Quarantine Shmarantine! Pandemic Edition

Six years ago, I told you all about how quarantines don’t really work in practice. They work in theory just fine, but human nature in all of us make us violate quarantine almost inevitably. We just don’t like being told what to do as a society. We also get scared of contagion if we are feeling fine but are in a place where people are sick. You see that even in the most collectivist of societies.

Here we are now, six years later and in the middle of a full-blown pandemic of a respiratory pathogen. In a matter of weeks, this novel coronavirus traveled from Wuhan, China, to the far reaches of the globe. The result has been millions infected and millions dead, mostly because humans decided to not follow public health guidance. People just had to travel out of China, and then they had to travel all over the world. And now, because of the Thanksgiving and Christmas holidays, Americans just have to travel to see their families.

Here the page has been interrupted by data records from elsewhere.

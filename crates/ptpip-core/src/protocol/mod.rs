//! Protocol module - PTP/IP wire definitions.

pub mod constants;
pub mod cursor;
pub mod device_info;
pub mod frame_buffer;
pub mod packet;
pub mod property;
pub mod response;

pub use constants::*;
pub use cursor::{DecodeError, PtpReader, PtpWrite};
pub use device_info::{DeviceInfo, SdioExtDeviceInfo};
pub use frame_buffer::FrameBuffer;
pub use packet::{
    DataContainer, EventPacket, InitCommandAck, InitCommandRequest, OperationRequest,
    OperationResponse, Packet,
};
pub use property::{DeviceProperty, PropertyForm, PropertyLayout, PropertyValue};
pub use response::ResponseCode;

Some of the people I follow on social media are justifying their decision to travel to and meet with a lot of friends and family is that they’re doing it for their children. They say that they don’t want to ruin the holidays for their children, or that they don’t want to break with tradition. They value those traditions over life, and that both confuses and scares me.

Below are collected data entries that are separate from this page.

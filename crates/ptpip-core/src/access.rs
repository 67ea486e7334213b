//! Capability-driven property access.
//!
//! Which wire operation reads or writes a property depends on what the
//! device advertises. The choice is made here, once, and re-evaluated on
//! every call since the vendor extension info can grow the supported set.

use std::collections::BTreeMap;

use tracing::{debug, instrument};

use crate::client::{ClientError, PtpIpClient};
use crate::protocol::{
    DecodeError, DeviceInfo, DeviceProperty, OP_GET_DEVICE_PROP_DESC, OP_SDIO_GET_ALL_EXT_DEVICE_PROP_INFO,
    OP_SDIO_GET_EXT_DEVICE_PROP_INFO, OP_SDIO_SET_EXT_DEVICE_PROP_VALUE, OP_SET_DEVICE_PROP_VALUE,
    OperationCode, PropertyCode, PropertyLayout, PropertyValue,
};

/// How a property descriptor is fetched, in priority order.
#[derive(Debug, Clone, Copy, PartialEq, Eq)]
pub enum FetchStrategy {
    /// One round trip for every descriptor, then a local search.
    All,
    /// Vendor single-property fetch.
    Vendor,
    /// Standard GetDevicePropDesc.
    Standard,
}

impl FetchStrategy {
    /// Pick the fetch operation for `info`.
    pub fn select(info: &DeviceInfo) -> Result<Self, ClientError> {
        if info.supports_operation(OP_SDIO_GET_ALL_EXT_DEVICE_PROP_INFO) {
            Ok(FetchStrategy::All)
        } else if info.supports_operation(OP_SDIO_GET_EXT_DEVICE_PROP_INFO) {
            Ok(FetchStrategy::Vendor)
        } else if info.supports_operation(OP_GET_DEVICE_PROP_DESC) {
            Ok(FetchStrategy::Standard)
        } else {
            Err(ClientError::OperationNotSupported {
                action: "property fetch",
            })
        }
    }

    pub fn operation(&self) -> OperationCode {
        match self {
            FetchStrategy::All => OP_SDIO_GET_ALL_EXT_DEVICE_PROP_INFO,
            FetchStrategy::Vendor => OP_SDIO_GET_EXT_DEVICE_PROP_INFO,
            FetchStrategy::Standard => OP_GET_DEVICE_PROP_DESC,
        }
    }
}

/// Pick the write operation for `info`: vendor first, then standard.
pub fn select_write(info: &DeviceInfo) -> Result<OperationCode, ClientError> {
    [OP_SDIO_SET_EXT_DEVICE_PROP_VALUE, OP_SET_DEVICE_PROP_VALUE]
        .into_iter()
        .find(|op| info.supports_operation(*op))
        .ok_or(ClientError::OperationNotSupported {
            action: "property write",
        })
}

/// Snapshot of the device's properties at one point in time.
#[derive(Debug, Clone, Default, PartialEq, Eq)]
pub struct CameraEvent {
    pub properties: BTreeMap<PropertyCode, DeviceProperty>,
}

impl CameraEvent {
    pub fn from_properties(properties: impl IntoIterator<Item = DeviceProperty>) -> Self {
        Self {
            properties: properties.into_iter().map(|p| (p.code, p)).collect(),
        }
    }

    pub fn get(&self, code: PropertyCode) -> Option<&DeviceProperty> {
        self.properties.get(&code)
    }

    pub fn len(&self) -> usize {
        self.properties.len()
    }

    pub fn is_empty(&self) -> bool {
        self.properties.is_empty()
    }
}

/// Property reads and writes against one connection.
pub struct PropertyAccess<'a> {
    client: &'a PtpIpClient,
    info: &'a DeviceInfo,
}

impl<'a> PropertyAccess<'a> {
    pub fn new(client: &'a PtpIpClient, info: &'a DeviceInfo) -> Self {
        Self { client, info }
    }

    /// Fetch the descriptor for `code`.
    #[instrument(level = "debug", skip(self), fields(code = %format!("0x{:04X}", code)))]
    pub async fn get_property(&self, code: PropertyCode) -> Result<DeviceProperty, ClientError> {
        let strategy = FetchStrategy::select(self.info)?;
        debug!(?strategy, "Fetching property");

        let property = match strategy {
            FetchStrategy::All => {
                return self
                    .get_all_properties()
                    .await?
                    .into_iter()
                    .find(|p| p.code == code)
                    .ok_or(ClientError::PropertyNotFound(code));
            }
            FetchStrategy::Vendor => self.fetch_single(strategy, code, PropertyLayout::Vendor).await?,
            FetchStrategy::Standard => {
                self.fetch_single(strategy, code, PropertyLayout::Standard)
                    .await?
            }
        };

        if property.code != code {
            debug!(got = %format!("0x{:04X}", property.code), "Device answered for another property");
            return Err(ClientError::PropertyNotFound(code));
        }
        Ok(property)
    }

    /// Every descriptor in one round trip. Requires the batch operation.
    pub async fn get_all_properties(&self) -> Result<Vec<DeviceProperty>, ClientError> {
        if !self
            .info
            .supports_operation(OP_SDIO_GET_ALL_EXT_DEVICE_PROP_INFO)
        {
            return Err(ClientError::OperationNotSupported {
                action: "batch property fetch",
            });
        }
        let completion = self
            .client
            .execute(OP_SDIO_GET_ALL_EXT_DEVICE_PROP_INFO, [])
            .await?;
        let properties = DeviceProperty::parse_all(&data_phase(completion.data)?)?;
        debug!(count = properties.len(), "Fetched all properties");
        Ok(properties)
    }

    async fn fetch_single(
        &self,
        strategy: FetchStrategy,
        code: PropertyCode,
        layout: PropertyLayout,
    ) -> Result<DeviceProperty, ClientError> {
        let completion = self
            .client
            .execute(strategy.operation(), [u32::from(code)])
            .await?;
        let data = data_phase(completion.data)?;
        Ok(DeviceProperty::parse_at(&data, 0, layout)?)
    }

    /// Write `value` to property `code`.
    #[instrument(level = "debug", skip(self, value), fields(code = %format!("0x{:04X}", code)))]
    pub async fn set_property(
        &self,
        code: PropertyCode,
        value: &PropertyValue,
    ) -> Result<(), ClientError> {
        let op = select_write(self.info)?;
        self.client
            .execute_with_data(op, [u32::from(code)], value.to_bytes())
            .await?;
        Ok(())
    }

    /// Build a property snapshot.
    ///
    /// Uses the batch fetch when available, otherwise walks every
    /// advertised property code.
    pub async fn fetch_event(&self) -> Result<CameraEvent, ClientError> {
        match FetchStrategy::select(self.info)? {
            FetchStrategy::All => Ok(CameraEvent::from_properties(
                self.get_all_properties().await?,
            )),
            _ => {
                let mut properties = Vec::with_capacity(self.info.supported_properties.len());
                for code in &self.info.supported_properties {
                    properties.push(self.get_property(*code).await?);
                }
                Ok(CameraEvent::from_properties(properties))
            }
        }
    }
}

fn data_phase(data: Option<Vec<u8>>) -> Result<Vec<u8>, ClientError> {
    data.ok_or_else(|| ClientError::Decode(DecodeError::MalformedPayload("missing data phase".into())))
}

It confuses me because I know that they are not uneducated people who would get confused by topics like Germ Theory, or who would not fully understand the myriad of health recommendations they’re being bombarded with every day. Many of them are professionals in the medical and scientific fields, yet they’re inexplicably tied to tradition.

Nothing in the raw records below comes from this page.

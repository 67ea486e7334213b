//! TCP transport implementation.

use std::time::Duration;

use tokio::net::TcpStream;
use tracing::{info, instrument};

use super::traits::{Transport, TransportError};

/// PTP/IP over TCP to a fixed host/port pair.
#[derive(Debug, Clone)]
pub struct TcpTransport {
    host: String,
    port: u16,
    connect_timeout: Duration,
}

impl TcpTransport {
    pub fn new(host: impl Into<String>, port: u16) -> Self {
        Self {
            host: host.into(),
            port,
            connect_timeout: Duration::from_secs(5),
        }
    }

    pub fn connect_timeout(mut self, timeout: Duration) -> Self {
        self.connect_timeout = timeout;
        self
    }

    #[instrument(level = "info", skip(self), fields(addr = %self.endpoint()))]
    async fn open(&self, channel: &'static str) -> Result<TcpStream, TransportError> {
        let addr = self.endpoint();
        let stream = tokio::time::timeout(
            self.connect_timeout,
            TcpStream::connect((self.host.as_str(), self.port)),
        )
        .await
        .map_err(|_| TransportError::Timeout {
            timeout_ms: self.connect_timeout.as_millis() as u64,
        })?
        .map_err(|e| TransportError::ConnectFailed {
            addr: addr.clone(),
            message: e.to_string(),
        })?;

        // Requests are small; do not let Nagle hold them back.
        stream.set_nodelay(true)?;
        info!(channel, "Channel connected");
        Ok(stream)
    }
}

impl Transport for TcpTransport {
    type Stream = TcpStream;

    async fn open_command(&self) -> Result<TcpStream, TransportError> {
        self.open("command").await
    }

    async fn open_event(&self) -> Result<TcpStream, TransportError> {
        self.open("event").await
    }

    fn endpoint(&self) -> String {
        format!("{}:{}", self.host, self.port)
    }
}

If we were to stick to tradition, we wouldn’t have Germ Theory. I’m just saying.

Think about from the point of view of someone who doesn’t know better, and you’ll see how Germ Theory is actually quite complex a theory. How can we expect someone who has never looked into a microscope or grown bacteria in a Petri dish to understand what microbes are and how they cause disease? If we are still stuck thinking that amulets protect from disease, what can we expect of mask mandates or recommendations to wash hands?

This is a heck of a time to be in Public Health. As a public health worker, I find myself going up against political interests, divisiveness, ignorance, science denialism, and social barriers to health that are enormous and difficult to move. We’ve been responding to the pandemic for more than 300 days now, with only ten days off since. “Burn out” doesn’t even begin to describe what I’ve seen happening to some of my colleagues, and I’m convinced that they would be better off had they had the full support of the government and the politicians.

But no, no, no. We had to go and politicize the heck out of it all. Wear a mask? You’re sheep. You’re a socialist. Don’t wear a mask? You’re an idiot. You’re a bigot. Want a vaccine? Socialist! Don’t trust public health recommendations? Hillbilly. And so on, and so forth. And all of that politicization has made it almost impossible to get people to quarantine when exposed or isolate if they test positive. They don’t believe what we tell them, and they go out and about into the community, infecting others and leading us straight into the next wave of COVID-19 activity.

We have been trying quarantine since the times of the plague, and people still break them. We might even try it again with the next pandemic, or the one after that. I’m not very convinced it will work, especially if it is recommended/ordered/enforced in the context of a divided public opinion on something as basic as Germ Theory. But one can hope, right?

4 Comments on “Quarantine Shmarantine! Pandemic Edition”

      • Uh, millions means millions. I’m sure with all your degrees, despite English not being your first language, you understand the importance in the language differences. Millions, as in two or more millions. The same holds true for any numerical grouping. Tens would mean any grouping of 10 more than 20 but not 15 or even 19. Dozens would mean 2 or more dozens; i.e. 24, 36, 48, but not 16.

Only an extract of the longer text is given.